-- Study material follows --
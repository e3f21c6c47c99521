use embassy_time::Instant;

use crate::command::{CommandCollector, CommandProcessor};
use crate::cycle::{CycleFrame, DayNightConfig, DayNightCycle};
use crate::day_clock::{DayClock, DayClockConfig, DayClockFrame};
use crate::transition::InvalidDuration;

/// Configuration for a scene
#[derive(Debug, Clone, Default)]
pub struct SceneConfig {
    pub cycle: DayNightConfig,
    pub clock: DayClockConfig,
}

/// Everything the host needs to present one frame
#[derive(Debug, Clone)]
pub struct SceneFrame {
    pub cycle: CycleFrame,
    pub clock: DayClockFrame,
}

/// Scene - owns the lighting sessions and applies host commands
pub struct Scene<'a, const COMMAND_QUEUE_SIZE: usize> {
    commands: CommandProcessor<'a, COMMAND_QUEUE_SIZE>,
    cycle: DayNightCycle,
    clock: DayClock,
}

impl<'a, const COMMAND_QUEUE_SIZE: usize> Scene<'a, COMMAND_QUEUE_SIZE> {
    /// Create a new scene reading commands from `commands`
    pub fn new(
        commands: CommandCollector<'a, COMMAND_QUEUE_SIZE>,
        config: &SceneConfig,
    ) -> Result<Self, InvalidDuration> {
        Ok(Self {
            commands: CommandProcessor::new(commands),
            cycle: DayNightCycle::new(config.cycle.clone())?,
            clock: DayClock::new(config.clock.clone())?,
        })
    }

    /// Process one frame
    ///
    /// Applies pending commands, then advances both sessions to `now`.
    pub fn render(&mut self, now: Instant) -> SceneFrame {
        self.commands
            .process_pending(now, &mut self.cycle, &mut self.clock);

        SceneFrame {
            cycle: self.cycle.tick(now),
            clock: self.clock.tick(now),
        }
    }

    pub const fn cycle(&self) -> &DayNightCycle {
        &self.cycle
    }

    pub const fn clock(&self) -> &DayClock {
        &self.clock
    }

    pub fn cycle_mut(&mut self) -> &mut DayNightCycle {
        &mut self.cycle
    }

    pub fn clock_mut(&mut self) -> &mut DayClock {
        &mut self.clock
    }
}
-- Study material concluded --
# [Action item]
Retype every entry exactly.

# [Written solution]
repository e3f21c6c47c99521
use embassy_time::Instant;

use crate::command::{CommandCollector, CommandProcessor};
use crate::cycle::{CycleFrame, DayNightConfig, DayNightCycle};
use crate::day_clock::{DayClock, DayClockConfig, DayClockFrame};
use crate::transition::InvalidDuration;

/// Configuration for a scene
#[derive(Debug, Clone, Default)]
pub struct SceneConfig {
    pub cycle: DayNightConfig,
    pub clock: DayClockConfig,
}

/// Everything the host needs to present one frame
#[derive(Debug, Clone)]
pub struct SceneFrame {
    pub cycle: CycleFrame,
    pub clock: DayClockFrame,
}

/// Scene - owns the lighting sessions and applies host commands
pub struct Scene<'a, const COMMAND_QUEUE_SIZE: usize> {
    commands: CommandProcessor<'a, COMMAND_QUEUE_SIZE>,
    cycle: DayNightCycle,
    clock: DayClock,
}

impl<'a, const COMMAND_QUEUE_SIZE: usize> Scene<'a, COMMAND_QUEUE_SIZE> {
    /// Create a new scene reading commands from `commands`
    pub fn new(
        commands: CommandCollector<'a, COMMAND_QUEUE_SIZE>,
        config: &SceneConfig,
    ) -> Result<Self, InvalidDuration> {
        Ok(Self {
            commands: CommandProcessor::new(commands),
            cycle: DayNightCycle::new(config.cycle.clone())?,
            clock: DayClock::new(config.clock.clone())?,
        })
    }

    /// Process one frame
    ///
    /// Applies pending commands, then advances both sessions to `now`.
    pub fn render(&mut self, now: Instant) -> SceneFrame {
        self.commands
            .process_pending(now, &mut self.cycle, &mut self.clock);

        SceneFrame {
            cycle: self.cycle.tick(now),
            clock: self.clock.tick(now),
        }
    }

    pub const fn cycle(&self) -> &DayNightCycle {
        &self.cycle
    }

    pub const fn clock(&self) -> &DayClock {
        &self.clock
    }

    pub fn cycle_mut(&mut self) -> &mut DayNightCycle {
        &mut self.cycle
    }

    pub fn clock_mut(&mut self) -> &mut DayClock {
        &mut self.clock
    }
}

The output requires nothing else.